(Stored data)
:::::

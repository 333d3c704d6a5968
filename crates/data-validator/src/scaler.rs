//! Feature Standardization

use crate::error::ValidationError;
use crate::stats::{mean, population_std};
use crate::validator::ensure_finite;
use serde::{Deserialize, Serialize};
use tracing::{debug, info};

/// Version tag written into persisted scaler state
const SCALER_FORMAT_VERSION: u16 = 1;

/// Per-feature standardization learned once from training features
///
/// `transform` computes `(x - mean) / std` per column. A column whose fitted
/// std is 0 is divided by 1 instead, so a value equal to the mean maps to 0.
#[derive(Debug, Clone, PartialEq, Serialize, Deserialize)]
#[serde(try_from = "ScalerState", into = "ScalerState")]
pub struct Scaler {
    mean: Vec<f64>,
    std: Vec<f64>,
}

/// On-disk form of a [`Scaler`]
#[derive(Debug, Clone, Serialize, Deserialize)]
struct ScalerState {
    format_version: u16,
    n_features: usize,
    mean: Vec<f64>,
    std: Vec<f64>,
}

impl Scaler {
    /// Fit per-column mean and population std
    pub fn fit(rows: &[Vec<f64>]) -> Result<Self, ValidationError> {
        let first = rows.first().ok_or(ValidationError::EmptyDataset)?;
        let n_features = first.len();
        if n_features == 0 {
            return Err(ValidationError::ShapeMismatch {
                expected: 1,
                actual: 0,
            });
        }

        for row in rows {
            if row.len() != n_features {
                return Err(ValidationError::ShapeMismatch {
                    expected: n_features,
                    actual: row.len(),
                });
            }
            ensure_finite(row)?;
        }

        let mut means = Vec::with_capacity(n_features);
        let mut stds = Vec::with_capacity(n_features);
        let mut column = Vec::with_capacity(rows.len());
        for col in 0..n_features {
            column.clear();
            column.extend(rows.iter().map(|row| row[col]));
            let m = mean(&column);
            means.push(m);
            stds.push(population_std(&column, m));
        }

        info!("Fitted scaler on {} rows x {} features", rows.len(), n_features);
        debug!("Scaler mean={:?} std={:?}", means, stds);

        Ok(Self {
            mean: means,
            std: stds,
        })
    }

    /// Number of features the scaler was fitted on
    pub fn n_features(&self) -> usize {
        self.mean.len()
    }

    /// Fitted per-column means
    pub fn mean(&self) -> &[f64] {
        &self.mean
    }

    /// Fitted per-column population standard deviations
    pub fn std(&self) -> &[f64] {
        &self.std
    }

    /// Standardize one feature vector
    pub fn transform(&self, features: &[f64]) -> Result<Vec<f64>, ValidationError> {
        if features.len() != self.n_features() {
            return Err(ValidationError::ShapeMismatch {
                expected: self.n_features(),
                actual: features.len(),
            });
        }

        Ok(features
            .iter()
            .zip(self.mean.iter().zip(&self.std))
            .map(|(x, (m, s))| {
                let divisor = if *s == 0.0 { 1.0 } else { *s };
                (x - m) / divisor
            })
            .collect())
    }

    /// Standardize many feature vectors
    pub fn transform_batch(&self, rows: &[Vec<f64>]) -> Result<Vec<Vec<f64>>, ValidationError> {
        rows.iter().map(|row| self.transform(row)).collect()
    }

    /// Serialize to the persisted binary form
    pub fn to_bytes(&self) -> Result<Vec<u8>, ValidationError> {
        postcard::to_allocvec(self).map_err(|e| ValidationError::Corrupt(e.to_string()))
    }

    /// Decode persisted state, rejecting a feature count other than `expected_features`
    pub fn from_bytes(bytes: &[u8], expected_features: usize) -> Result<Self, ValidationError> {
        let scaler: Scaler =
            postcard::from_bytes(bytes).map_err(|e| ValidationError::Corrupt(e.to_string()))?;
        if scaler.n_features() != expected_features {
            return Err(ValidationError::ShapeMismatch {
                expected: expected_features,
                actual: scaler.n_features(),
            });
        }
        Ok(scaler)
    }
}

impl From<Scaler> for ScalerState {
    fn from(scaler: Scaler) -> Self {
        Self {
            format_version: SCALER_FORMAT_VERSION,
            n_features: scaler.mean.len(),
            mean: scaler.mean,
            std: scaler.std,
        }
    }
}

impl TryFrom<ScalerState> for Scaler {
    type Error = ValidationError;

    fn try_from(state: ScalerState) -> Result<Self, Self::Error> {
        if state.format_version != SCALER_FORMAT_VERSION {
            return Err(ValidationError::Corrupt(format!(
                "unsupported scaler format version {}",
                state.format_version
            )));
        }
        if state.mean.len() != state.n_features || state.std.len() != state.n_features {
            return Err(ValidationError::Corrupt(format!(
                "scaler declares {} features but stores {} means and {} stds",
                state.n_features,
                state.mean.len(),
                state.std.len()
            )));
        }
        if state.mean.iter().chain(&state.std).any(|v| !v.is_finite())
            || state.std.iter().any(|s| *s < 0.0)
        {
            return Err(ValidationError::Corrupt(
                "scaler parameters must be finite with non-negative std".to_string(),
            ));
        }
        Ok(Self {
            mean: state.mean,
            std: state.std,
        })
    }
}

#[cfg(test)]
mod tests {
    use super::*;

    fn sample_rows() -> Vec<Vec<f64>> {
        (0..40)
            .map(|i| {
                let x = i as f64;
                vec![
                    3.4 + x * 0.01,
                    3.5 - x * 0.005,
                    0.02 + (i % 7) as f64 * 0.003,
                    3.1 + (i % 5) as f64 * 0.02,
                    3.9 + x * 0.002,
                    -0.5 + (i % 3) as f64 * 0.4,
                ]
            })
            .collect()
    }

    #[test]
    fn test_standardized_columns_have_zero_mean_unit_std() {
        let rows = sample_rows();
        let scaler = Scaler::fit(&rows).unwrap();
        let scaled = scaler.transform_batch(&rows).unwrap();

        for col in 0..scaler.n_features() {
            let column: Vec<f64> = scaled.iter().map(|r| r[col]).collect();
            let m = mean(&column);
            let s = population_std(&column, m);
            assert!(m.abs() < 1e-9, "column {col} mean {m}");
            assert!((s - 1.0).abs() < 1e-9, "column {col} std {s}");
        }
    }

    #[test]
    fn test_zero_std_column_maps_mean_to_zero() {
        let rows = vec![vec![1.0, 5.0], vec![2.0, 5.0], vec![3.0, 5.0]];
        let scaler = Scaler::fit(&rows).unwrap();
        assert_eq!(scaler.std()[1], 0.0);

        let out = scaler.transform(&[2.0, 5.0]).unwrap();
        assert_eq!(out[1], 0.0);
        assert!(out.iter().all(|v| v.is_finite()));
    }

    #[test]
    fn test_rejects_wrong_feature_count() {
        let scaler = Scaler::fit(&sample_rows()).unwrap();
        assert_eq!(scaler.n_features(), 6);
        assert_eq!(
            scaler.transform(&[0.0; 5]),
            Err(ValidationError::ShapeMismatch {
                expected: 6,
                actual: 5
            })
        );
    }

    #[test]
    fn test_empty_and_ragged_fit() {
        assert_eq!(Scaler::fit(&[]), Err(ValidationError::EmptyDataset));
        let ragged = vec![vec![1.0, 2.0], vec![1.0]];
        assert!(matches!(
            Scaler::fit(&ragged),
            Err(ValidationError::ShapeMismatch { .. })
        ));
    }

    #[test]
    fn test_bytes_round_trip() {
        let rows = sample_rows();
        let scaler = Scaler::fit(&rows).unwrap();
        let bytes = scaler.to_bytes().unwrap();
        let restored = Scaler::from_bytes(&bytes, 6).unwrap();

        assert_eq!(restored, scaler);
        assert_eq!(
            restored.transform(&rows[3]).unwrap(),
            scaler.transform(&rows[3]).unwrap()
        );
    }

    #[test]
    fn test_from_bytes_rejects_unexpected_feature_count() {
        let bytes = Scaler::fit(&sample_rows()).unwrap().to_bytes().unwrap();
        assert_eq!(
            Scaler::from_bytes(&bytes, 21),
            Err(ValidationError::ShapeMismatch {
                expected: 21,
                actual: 6
            })
        );
    }

    #[test]
    fn test_from_bytes_rejects_garbage() {
        assert!(matches!(
            Scaler::from_bytes(&[0xff, 0x01], 6),
            Err(ValidationError::Corrupt(_))
        ));
    }

    mod props {
        use super::*;
        use proptest::prelude::*;

        proptest! {
            #[test]
            fn transform_of_finite_input_is_finite(
                rows in prop::collection::vec(prop::collection::vec(-10.0f64..10.0, 3), 1..20),
                x in prop::collection::vec(-10.0f64..10.0, 3),
            ) {
                let scaler = Scaler::fit(&rows).unwrap();
                let out = scaler.transform(&x).unwrap();
                prop_assert!(out.iter().all(|v| v.is_finite()));
            }
        }
    }
}
//! SOH Training Pipeline
//!
//! Turns a raw per-cell voltage table into a fitted scaler, a fitted linear
//! model and an evaluation report, and persists all three.

mod coverage;
mod dataset;
mod pipeline;
mod settings;
mod split;

pub use coverage::{CoverageCheck, CoverageReport, LabelSummary};
pub use dataset::{CleaningStats, Dataset, DatasetLoader, MISSING_MARKERS};
pub use pipeline::{TrainingPipeline, TrainingReport};
pub use settings::{CoverageConfig, LogFormat, TrainingConfig, ENV_PREFIX};
pub use split::{train_test_split, Split};

use data_validator::ValidationError;
use inference_engine::InferenceError;
use storage::StorageError;
use thiserror::Error;
use tracing::Level;
use tracing_subscriber::FmtSubscriber;

/// Errors that abort a training run
#[derive(Debug, Error)]
pub enum TrainingError {
    #[error("Configuration error: {0}")]
    Config(#[from] config::ConfigError),

    #[error("Invalid configuration: {0}")]
    InvalidConfig(String),

    #[error("CSV error: {0}")]
    Csv(#[from] csv::Error),

    #[error("Data error: {0}")]
    Validation(#[from] ValidationError),

    #[error("Model error: {0}")]
    Model(#[from] InferenceError),

    #[error("Storage error: {0}")]
    Storage(#[from] StorageError),

    #[error("Training aborted: {0}")]
    Aborted(String),
}

/// Install the global tracing subscriber
pub fn init_logging(level: &str, format: LogFormat) -> anyhow::Result<()> {
    let level: Level = level
        .parse()
        .map_err(|_| anyhow::anyhow!("unknown log level {level:?}"))?;
    let builder = FmtSubscriber::builder()
        .with_max_level(level)
        .with_target(true);

    match format {
        LogFormat::Json => tracing::subscriber::set_global_default(builder.json().finish())?,
        LogFormat::Text => tracing::subscriber::set_global_default(builder.finish())?,
    }
    Ok(())
}
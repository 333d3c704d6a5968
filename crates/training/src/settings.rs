//! Training configuration

use crate::TrainingError;
use config::{Config, Environment, File};
use data_validator::{DEFAULT_CELL_COUNT, DEFAULT_Z_THRESHOLD};
use inference_engine::{RankPolicy, DEFAULT_HEALTH_THRESHOLD};
use serde::{Deserialize, Serialize};
use std::path::{Path, PathBuf};
use storage::ArtifactPaths;
use tracing::info;

/// Environment variable prefix, e.g. `SOH_TRAIN_SEED=7` or
/// `SOH_TRAIN_COVERAGE__MIN_PREDICTION_SPAN=0.2`
pub const ENV_PREFIX: &str = "SOH_TRAIN";

/// Log output format
#[derive(Debug, Clone, Copy, Default, PartialEq, Eq, Serialize, Deserialize)]
#[serde(rename_all = "lowercase")]
pub enum LogFormat {
    #[default]
    Text,
    Json,
}

/// Degraded-probe check run after fitting
#[derive(Debug, Clone, PartialEq, Serialize, Deserialize)]
#[serde(default)]
pub struct CoverageConfig {
    /// Factors applied to the per-cell median pack to build probe packs
    pub probe_scales: Vec<f64>,
    /// Smallest acceptable max - min over the probe predictions
    pub min_prediction_span: f64,
}

impl Default for CoverageConfig {
    fn default() -> Self {
        Self {
            probe_scales: vec![0.80, 0.85, 0.90, 0.95, 1.00],
            min_prediction_span: 0.1,
        }
    }
}

/// Training run configuration
#[derive(Debug, Clone, PartialEq, Serialize, Deserialize)]
#[serde(default)]
pub struct TrainingConfig {
    /// Raw measurement table (CSV with header)
    pub data_path: PathBuf,
    /// Number of voltage columns, named `{voltage_prefix}1..{voltage_prefix}N`
    pub cell_count: usize,
    /// Name of the SOH label column
    pub label_column: String,
    pub voltage_prefix: String,
    /// Rows with fewer present numeric fields are dropped
    pub min_non_missing_fields: usize,
    /// Fewest rows allowed after cleaning
    pub min_rows: usize,
    pub outlier_z_threshold: f64,
    /// Share of rows held out for evaluation
    pub test_ratio: f64,
    /// Shuffle seed for the train/test split
    pub seed: u64,
    /// Healthy/Problem cutoff, used for the label summary
    pub health_threshold: f64,
    pub rank_policy: RankPolicy,
    pub coverage: CoverageConfig,
    pub artifacts: ArtifactPaths,
    pub log_level: String,
    pub log_format: LogFormat,
}

impl Default for TrainingConfig {
    fn default() -> Self {
        Self {
            data_path: PathBuf::from("data/processed_data.csv"),
            cell_count: DEFAULT_CELL_COUNT,
            label_column: "SOH".to_string(),
            voltage_prefix: "U".to_string(),
            min_non_missing_fields: 18,
            min_rows: 10,
            outlier_z_threshold: DEFAULT_Z_THRESHOLD,
            test_ratio: 0.2,
            seed: 42,
            health_threshold: DEFAULT_HEALTH_THRESHOLD,
            rank_policy: RankPolicy::default(),
            coverage: CoverageConfig::default(),
            artifacts: ArtifactPaths::default(),
            log_level: "info".to_string(),
            log_format: LogFormat::default(),
        }
    }
}

impl TrainingConfig {
    /// Layer defaults, an optional config file and `SOH_TRAIN_*` variables
    pub fn load(path: Option<&Path>) -> Result<Self, TrainingError> {
        let mut builder = Config::builder();
        if let Some(path) = path {
            info!("Loading training config from {}", path.display());
            builder = builder.add_source(File::from(path).required(true));
        }
        let settings = builder
            .add_source(
                Environment::with_prefix(ENV_PREFIX)
                    .prefix_separator("_")
                    .separator("__")
                    .try_parsing(true),
            )
            .build()?;

        let config: TrainingConfig = settings.try_deserialize()?;
        config.validate()?;
        Ok(config)
    }

    /// Names of the voltage columns in order
    pub fn voltage_columns(&self) -> Vec<String> {
        (1..=self.cell_count)
            .map(|i| format!("{}{}", self.voltage_prefix, i))
            .collect()
    }

    /// Reject settings that can never produce a usable run
    pub fn validate(&self) -> Result<(), TrainingError> {
        if self.cell_count < 2 {
            return Err(invalid(format!(
                "cell_count must be at least 2, got {}",
                self.cell_count
            )));
        }
        if self.label_column.is_empty() || self.voltage_prefix.is_empty() {
            return Err(invalid("label_column and voltage_prefix must not be empty"));
        }
        if !(self.test_ratio > 0.0 && self.test_ratio < 1.0) {
            return Err(invalid(format!(
                "test_ratio must be in (0, 1), got {}",
                self.test_ratio
            )));
        }
        if !(self.outlier_z_threshold.is_finite() && self.outlier_z_threshold > 0.0) {
            return Err(invalid(format!(
                "outlier_z_threshold must be positive, got {}",
                self.outlier_z_threshold
            )));
        }
        if !(0.0..=1.0).contains(&self.health_threshold) {
            return Err(invalid(format!(
                "health_threshold must be in [0, 1], got {}",
                self.health_threshold
            )));
        }
        if self.min_rows < 2 {
            return Err(invalid("min_rows must be at least 2 to split train and test"));
        }
        if self.coverage.probe_scales.is_empty()
            || self.coverage.probe_scales.iter().any(|s| !(s.is_finite() && *s > 0.0))
        {
            return Err(invalid("coverage.probe_scales must be non-empty positive factors"));
        }
        if !(self.coverage.min_prediction_span.is_finite() && self.coverage.min_prediction_span >= 0.0) {
            return Err(invalid("coverage.min_prediction_span must be a non-negative number"));
        }
        Ok(())
    }
}

fn invalid(message: impl Into<String>) -> TrainingError {
    TrainingError::InvalidConfig(message.into())
}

:::::

What needs to be done: Filter on the word "settings": copy each matching line from the entries above.

Solved problem:
mod settings;
pub use settings::{CoverageConfig, LogFormat, TrainingConfig, ENV_PREFIX};
filename crates/training/src/settings.rs
        let settings = builder
        let config: TrainingConfig = settings.try_deserialize()?;
    /// Reject settings that can never produce a usable run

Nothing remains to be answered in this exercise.